USO RACIONAL DE ÁGUA E DE TECNOLOGIAS APROPRIADAS PARA ENFRENTAR A SECA

São Paulo tem 2,4 milhões de hectares de agricultura irrigada, representando quase um terço dos 8,2 milhões de hectares irrigados no Brasil e quase 10% da extensão territorial do estado. Os dados são do Atlas da Irrigação, lançado no início de 2021 pela Agência Nacional de Águas e Saneamento (ANA). A fertirrigação na cultura da cana-de-açúcar representa 82% da irrigação em território paulista, na região de Ribeirão Preto.

A importante utilização da irrigação é um indicador do emprego de tecnologias para o uso mais racional de água no estado, mas os especialistas acreditam que é possível e recomendável ampliar ainda mais a implementação de alternativas tecnológicas existentes, diante do enorme desafio representado pelos impactos das mudanças climáticas na agricultura paulista, e em particular no caso de estiagens prolongadas.

“Realmente estão ocorrendo eventos climáticos extremos mais frequentes e uma das ações possíveis é o amplo leque de tecnologias já comprovadas”, observa Regina Célia de Matos Pires, pesquisadora do IAC.

Ela nota que em algumas culturas agrícolas a demanda por água ocorre justamente na época em que as estiagens são mais frequentes, entre abril e agosto ou setembro.
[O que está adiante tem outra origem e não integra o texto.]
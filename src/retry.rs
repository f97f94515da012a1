//! Bounded retry with an injectable clock

use std::time::Duration;

use log::{debug, warn};

use crate::clock::Clock;

/// How many times to try an operation and how long to wait in between
#[derive(Debug, Clone, Copy, PartialEq, Eq)]
pub struct RetryPolicy {
    pub max_attempts: u32,
    pub delay: Duration,
}

impl Default for RetryPolicy {
    fn default() -> Self {
        Self {
            max_attempts: 3,
            delay: Duration::from_secs(5),
        }
    }
}

/// Every attempt failed
#[derive(Debug)]
pub struct RetryExhausted<E> {
    pub attempts: u32,
    pub last_error: Option<E>,
}

/// Run `op` until it succeeds or `policy.max_attempts` attempts have failed.
///
/// `op` receives the 1-based attempt number. The clock sleeps `policy.delay`
/// between attempts, never after the last one. The loop cannot be cancelled
/// once started. A policy with zero attempts fails without calling `op`.
pub fn retry<T, E, F>(policy: &RetryPolicy, clock: &dyn Clock, mut op: F) -> Result<T, RetryExhausted<E>>
where
    E: std::fmt::Display,
    F: FnMut(u32) -> Result<T, E>,
{
    let mut last_error = None;

    for attempt in 1..=policy.max_attempts {
        if attempt > 1 {
            clock.sleep(policy.delay);
        }

        debug!("Attempt {} of {}", attempt, policy.max_attempts);
        match op(attempt) {
            Ok(value) => return Ok(value),
            Err(e) => {
                warn!("Attempt {} failed: {}", attempt, e);
                last_error = Some(e);
            }
        }
    }

    warn!("Max retries exceeded ({} attempts)", policy.max_attempts);
    Err(RetryExhausted {
        attempts: policy.max_attempts,
        last_error,
    })
}

#[cfg(test)]
mod tests {
    use super::*;
    use crate::clock::ManualClock;

    #[test]
    fn test_first_success_stops_retrying() {
        let clock = ManualClock::new();
        let policy = RetryPolicy::default();
        let mut calls = 0;

        let result: Result<u32, RetryExhausted<String>> = retry(&policy, &clock, |attempt| {
            calls += 1;
            if attempt < 2 {
                Err("timeout".to_string())
            } else {
                Ok(attempt)
            }
        });

        assert_eq!(result.unwrap(), 2);
        assert_eq!(calls, 2);
        assert_eq!(clock.sleeps(), vec![Duration::from_secs(5)]);
    }

    #[test]
    fn test_exhaustion_reports_last_error() {
        let clock = ManualClock::new();
        let policy = RetryPolicy {
            max_attempts: 4,
            delay: Duration::from_millis(250),
        };

        let result: Result<(), _> = retry(&policy, &clock, |attempt| Err(format!("failure {}", attempt)));

        let err = result.unwrap_err();
        assert_eq!(err.attempts, 4);
        assert_eq!(err.last_error.as_deref(), Some("failure 4"));
        // no wait after the final attempt
        assert_eq!(clock.sleeps().len(), 3);
    }

    #[test]
    fn test_zero_attempts_never_calls_op() {
        let clock = ManualClock::new();
        let policy = RetryPolicy {
            max_attempts: 0,
            delay: Duration::from_secs(1),
        };

        let result: Result<(), RetryExhausted<String>> = retry(&policy, &clock, |_| panic!("must not run"));

        let err = result.unwrap_err();
        assert_eq!(err.attempts, 0);
        assert!(err.last_error.is_none());
    }
}
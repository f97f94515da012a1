//! Time-windowed cache of CGM readings with bounded, single-flight refresh
//!
//! An entry is either fresh (younger than the ttl) or stale/absent. Fresh
//! entries are served without touching the source. A stale or absent entry
//! triggers one refresh sequence: up to `max_attempts` fetches spaced by the
//! retry delay. Concurrent callers never start a second sequence for the
//! same request:
//!
//! - a caller that finds a fresh entry returns it at once, even while a
//!   refresh for another request shape is running;
//! - a caller that finds the entry stale while a refresh is running waits for
//!   that refresh and shares its outcome, success or `SourceUnavailable`.
//!
//! When every attempt fails the call fails and the old entry is kept but not
//! served; expired data is never returned.

use std::sync::{Arc, Condvar, Mutex, MutexGuard, PoisonError};
use std::time::{Duration, Instant};

use log::{debug, info, warn};

use crate::clock::{Clock, SystemClock};
use crate::error::DexStatsError;
use crate::reading::{ReadingSeries, DEFAULT_MAX_COUNT, DEFAULT_WINDOW_MINUTES};
use crate::retry::{retry, RetryPolicy};
use crate::source::{ReadingSource, SourceError};

/// Cache tuning, supplied once at construction
#[derive(Debug, Clone, Copy, PartialEq, Eq)]
pub struct CacheConfig {
    pub ttl: Duration,
    pub retry: RetryPolicy,
}

impl Default for CacheConfig {
    fn default() -> Self {
        Self {
            ttl: Duration::from_secs(60),
            retry: RetryPolicy::default(),
        }
    }
}

/// Window and sample bound a series was fetched for
#[derive(Debug, Clone, Copy, PartialEq, Eq)]
struct RequestShape {
    window_minutes: u32,
    max_count: usize,
}

/// The cached series; replaced as a whole on every successful refresh
#[derive(Debug, Clone)]
pub struct CacheEntry {
    series: Arc<ReadingSeries>,
    fetched_at: Instant,
    shape: RequestShape,
}

impl CacheEntry {
    pub fn series(&self) -> &Arc<ReadingSeries> {
        &self.series
    }

    pub fn fetched_at(&self) -> Instant {
        self.fetched_at
    }
}

#[derive(Debug, Clone)]
enum RefreshOutcome {
    Fetched(Arc<ReadingSeries>),
    Failed { attempts: u32, last_error: String },
}

#[derive(Debug, Default)]
struct CacheState {
    entry: Option<CacheEntry>,
    refreshing: bool,
    /// Number of finished refresh sequences; lets waiters tell that the
    /// refresh they waited on is over.
    completed: u64,
    last_outcome: Option<(RequestShape, RefreshOutcome)>,
}

pub struct ReadingCache {
    source: Box<dyn ReadingSource>,
    clock: Arc<dyn Clock>,
    config: CacheConfig,
    state: Mutex<CacheState>,
    refreshed: Condvar,
}

impl ReadingCache {
    /// Create a cache over `source` using the system clock
    pub fn new<S: ReadingSource + 'static>(source: S, config: CacheConfig) -> Self {
        Self::with_clock(source, config, Arc::new(SystemClock))
    }

    pub fn with_clock<S: ReadingSource + 'static>(source: S, config: CacheConfig, clock: Arc<dyn Clock>) -> Self {
        Self {
            source: Box::new(source),
            clock,
            config,
            state: Mutex::new(CacheState::default()),
            refreshed: Condvar::new(),
        }
    }

    /// Readings for the default one-day window
    pub fn get_default_readings(&self) -> Result<Arc<ReadingSeries>, DexStatsError> {
        self.get_readings(DEFAULT_WINDOW_MINUTES, DEFAULT_MAX_COUNT)
    }

    /// Return the cached series if fresh, otherwise refresh it from the source
    ///
    /// Blocks for the whole retry sequence when a refresh is needed, either
    /// running it or waiting for the caller that is.
    pub fn get_readings(&self, window_minutes: u32, max_count: usize) -> Result<Arc<ReadingSeries>, DexStatsError> {
        let shape = RequestShape { window_minutes, max_count };
        let mut state = self.lock();

        loop {
            if let Some(series) = self.fresh_series(&state, shape) {
                debug!("Returning cached glucose data");
                return Ok(series);
            }
            if !state.refreshing {
                break;
            }

            debug!("Refresh already in flight, waiting for it");
            let seen = state.completed;
            while state.refreshing {
                state = self.refreshed.wait(state).unwrap_or_else(PoisonError::into_inner);
            }
            if state.completed == seen {
                continue;
            }
            match &state.last_outcome {
                Some((done, RefreshOutcome::Fetched(series))) if *done == shape => {
                    return Ok(Arc::clone(series));
                }
                Some((done, RefreshOutcome::Failed { attempts, last_error })) if *done == shape => {
                    return Err(DexStatsError::SourceUnavailable {
                        attempts: *attempts,
                        last_error: last_error.clone(),
                    });
                }
                // the refresh served another request shape
                _ => continue,
            }
        }

        state.refreshing = true;
        drop(state);
        self.refresh(shape)
    }

    /// Whether a fresh entry is cached, regardless of request shape
    pub fn is_fresh(&self) -> bool {
        let state = self.lock();
        state
            .entry
            .as_ref()
            .is_some_and(|entry| self.is_entry_fresh(entry))
    }

    /// Snapshot of the current entry, fresh or not
    pub fn entry(&self) -> Option<CacheEntry> {
        self.lock().entry.clone()
    }

    /// Drop the cached entry so the next call goes to the source
    pub fn invalidate(&self) {
        self.lock().entry = None;
    }

    fn refresh(&self, shape: RequestShape) -> Result<Arc<ReadingSeries>, DexStatsError> {
        let mut guard = RefreshGuard { cache: self, shape, armed: true };

        let fetched = retry(&self.config.retry, self.clock.as_ref(), |attempt| {
            debug!("Fetching glucose data (attempt {})", attempt);
            let readings = self.source.fetch(shape.window_minutes, shape.max_count)?;
            if readings.is_empty() {
                return Err(SourceError::Empty);
            }
            Ok(ReadingSeries::bounded(readings, shape.max_count))
        });

        let mut state = self.lock();
        guard.armed = false;
        state.refreshing = false;
        state.completed += 1;

        let result = match fetched {
            Ok(series) => {
                let series = Arc::new(series);
                info!("Fetched {} readings from source", series.len());
                state.entry = Some(CacheEntry {
                    series: Arc::clone(&series),
                    fetched_at: self.clock.now(),
                    shape,
                });
                state.last_outcome = Some((shape, RefreshOutcome::Fetched(Arc::clone(&series))));
                Ok(series)
            }
            Err(exhausted) => {
                let last_error = exhausted
                    .last_error
                    .map(|e| e.to_string())
                    .unwrap_or_else(|| "no fetch attempts configured".to_string());
                warn!("Giving up on source after {} attempts: {}", exhausted.attempts, last_error);
                state.last_outcome = Some((
                    shape,
                    RefreshOutcome::Failed {
                        attempts: exhausted.attempts,
                        last_error: last_error.clone(),
                    },
                ));
                Err(DexStatsError::SourceUnavailable {
                    attempts: exhausted.attempts,
                    last_error,
                })
            }
        };

        drop(state);
        self.refreshed.notify_all();
        result
    }

    fn fresh_series(&self, state: &CacheState, shape: RequestShape) -> Option<Arc<ReadingSeries>> {
        state
            .entry
            .as_ref()
            .filter(|entry| entry.shape == shape && !entry.series.is_empty() && self.is_entry_fresh(entry))
            .map(|entry| Arc::clone(&entry.series))
    }

    fn is_entry_fresh(&self, entry: &CacheEntry) -> bool {
        self.clock.now().saturating_duration_since(entry.fetched_at) < self.config.ttl
    }

    fn lock(&self) -> MutexGuard<'_, CacheState> {
        self.state.lock().unwrap_or_else(PoisonError::into_inner)
    }
}

/// Clears the in-flight marker if the refresh unwinds, so waiters wake up
struct RefreshGuard<'a> {
    cache: &'a ReadingCache,
    shape: RequestShape,
    armed: bool,
}

impl Drop for RefreshGuard<'_> {
    fn drop(&mut self) {
        if !self.armed {
            return;
        }
        let mut state = self.cache.lock();
        state.refreshing = false;
        state.completed += 1;
        state.last_outcome = Some((
            self.shape,
            RefreshOutcome::Failed {
                attempts: 0,
                last_error: "refresh aborted".to_string(),
            },
        ));
        drop(state);
        self.cache.refreshed.notify_all();
    }
}
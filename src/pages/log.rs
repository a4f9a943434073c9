//! Ref log page: archives, shortlog, commit graph and the commit listing

use maud::{Markup, html};
use std::sync::Arc;

use crate::archive::ArchiveInfo;
use crate::commits::History;
use crate::components::commit::signature_date;
use crate::diff::CommitInfo;
use crate::pages::{RepoContext, repo_page};
use crate::refs::ReferenceInfo;
use crate::shortlog::Shortlog;
use crate::util::{plural, split_unit};

/// Generates `R/log.html`
///
/// # Arguments
///
/// * `ctx`: Repository values
/// * `reference`: Ref being listed
/// * `history`: Listed commits of the ref, newest first
/// * `archives`: Archives written for the ref's tip
/// * `shortlog`: Author counts and histogram over the ref's history
///
/// # Returns
///
/// Complete log page
pub fn generate(
    ctx: &RepoContext,
    reference: &ReferenceInfo,
    history: &History,
    archives: &[ArchiveInfo],
    shortlog: &Shortlog,
) -> Markup {
    let title = format!("Log of {}", reference.name());

    repo_page(
        ctx,
        &title,
        1,
        true,
        html! {
            @if !archives.is_empty() {
                h2 { "Archives" }
                table id="archives" {
                    thead {
                        tr {
                            td class="expand" { "Name" }
                            td class="num" align="right" { "Size" }
                        }
                    }
                    tbody {
                        @for archive in archives {
                            tr {
                                td { a href=(archive.file_name) { (archive.file_name) } }
                                td class="num" align="right" { (split_unit(archive.size)) }
                            }
                        }
                    }
                }
            }
            @if !shortlog.is_empty() {
                h2 { "Shortlog" }
                table id="shortlog" {
                    thead {
                        tr {
                            td class="num" align="right" { "Count" }
                            td { "Author" }
                            td class="expand" { "E-Mail" }
                        }
                    }
                    tbody {
                        @for author in shortlog.authors() {
                            tr {
                                td class="num" align="right" { (author.count) }
                                td { (author.name) }
                                td { a href=(format!("mailto:{}", author.email)) { (author.email) } }
                            }
                        }
                    }
                }
                h2 { "Commit Graph" }
                img id="shortlog-graph" src="log.svg" alt="Commits per day";
            }
            h2 { "Commits of " (reference.name()) }
            table id="log" {
                thead {
                    tr {
                        td { "Date" }
                        td class="expand" { "Commit message" }
                        td { "Author" }
                        td class="num" align="right" { "Files" }
                        td class="num" align="right" { "+" }
                        td class="num" align="right" { "-" }
                    }
                }
                tbody {
                    @for commit in history.commits() {
                        (commit_row(commit))
                    }
                    @if history.left_out() > 0 {
                        tr {
                            td {}
                            td colspan="5" {
                                (history.left_out()) " commit" (plural(history.left_out())) " left out."
                            }
                        }
                    }
                }
            }
        },
    )
}

fn commit_row(commit: &Arc<CommitInfo>) -> Markup {
    html! {
        tr {
            td { (signature_date(commit.author())) }
            td { a href=(format!("../commit/{}.html", commit.id())) { (commit.summary()) } }
            td { @if commit.author().valid { (commit.author().name) } }
            td class="num" align="right" { (commit.deltas().len()) }
            td class="num" align="right" { "+" (commit.added_lines()) }
            td class="num" align="right" { "-" (commit.deleted_lines()) }
        }
    }
}

#[cfg(test)]
mod tests {
    use super::*;
    use crate::archive::ArchiveFormat;
    use crate::git::Signature;

    const ID: &str = "3b18e512dba79e4c8300dd08aeb37f8e728b8dad";

    fn history(total: usize) -> History {
        let commit = Arc::new(CommitInfo::new_for_test(ID, None, "Add <README>", 1_704_067_200, Vec::new()));
        History::new_for_test(vec![commit], total)
    }

    #[test]
    fn test_log_lists_commits() {
        // Arrange
        let ctx = RepoContext::new_for_test("demo");
        let reference = ReferenceInfo::new_for_test("main", false, 1);
        let shortlog = Shortlog::default();

        // Act
        let html = generate(&ctx, &reference, &history(1), &[], &shortlog).into_string();

        // Assert
        assert!(html.contains("<h2>Commits of main</h2>"));
        assert!(html.contains(&format!("<a href=\"../commit/{}.html\">Add &lt;README&gt;</a>", ID)));
        assert!(html.contains("2024-01-01 00:00 +00:00"));
        assert!(!html.contains("left out"));
        assert!(!html.contains("<h2>Archives</h2>"));
        assert!(!html.contains("shortlog-graph"));
    }

    #[test]
    fn test_log_reports_truncation() {
        // Arrange
        let ctx = RepoContext::new_for_test("demo");
        let reference = ReferenceInfo::new_for_test("main", false, 1);

        // Act
        let html = generate(&ctx, &reference, &history(4), &[], &Shortlog::default()).into_string();

        // Assert
        assert!(html.contains("3 commits left out."));
    }

    #[test]
    fn test_log_archives_and_shortlog() {
        // Arrange
        let ctx = RepoContext::new_for_test("demo");
        let reference = ReferenceInfo::new_for_test("main", false, 1);
        let archives = vec![ArchiveInfo {
            format: ArchiveFormat::TarGz,
            file_name: "demo-main.tar.gz".to_string(),
            size: 1536,
        }];
        let author = Signature {
            name: "Ada".to_string(),
            email: "ada@example.com".to_string(),
            time: 1_704_067_200,
            offset: 0,
            valid: true,
        };
        let shortlog = Shortlog::from_signatures(&[author], &[]);

        // Act
        let html = generate(&ctx, &reference, &history(1), &archives, &shortlog).into_string();

        // Assert
        assert!(html.contains("<a href=\"demo-main.tar.gz\">demo-main.tar.gz</a>"));
        assert!(html.contains("1.5 KiB"));
        assert!(html.contains("<h2>Shortlog</h2>"));
        assert!(html.contains("mailto:ada@example.com"));
        assert!(html.contains("<img id=\"shortlog-graph\" src=\"log.svg\""));
    }
}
Uma das alternativas tecnológicas existentes, destaca a pesquisadora, é o uso pelo agricultor de materiais genéticos mais adequados à sua área de plantio, considerando as suas condições hídricas, morfológicas, químicas e físicas. Assim, é fundamental a escolha da variedade mais adequada ao ambiente local. O próprio Instituto Agronômico de Campinas tem um histórico de intensivo de desenvolvimento de novas variedades de diversos produtos agrícolas.

Recentemente, o IAC lançou duas novas variedades de cana-de-açúcar, a IACSP01-5503 e a IACSP01-3127, que apresentam perfis distintos mas ambas com alto desempenho. A IACSP01-5503 é indicada para as regiões de Cerrado, caracterizadas por menor fertilidade natural e capacidade de armazenamento de água. Por sua vez, a IACSP01-3127, mais responsiva, é apropriada para ambientes com melhor distribuição de chuvas.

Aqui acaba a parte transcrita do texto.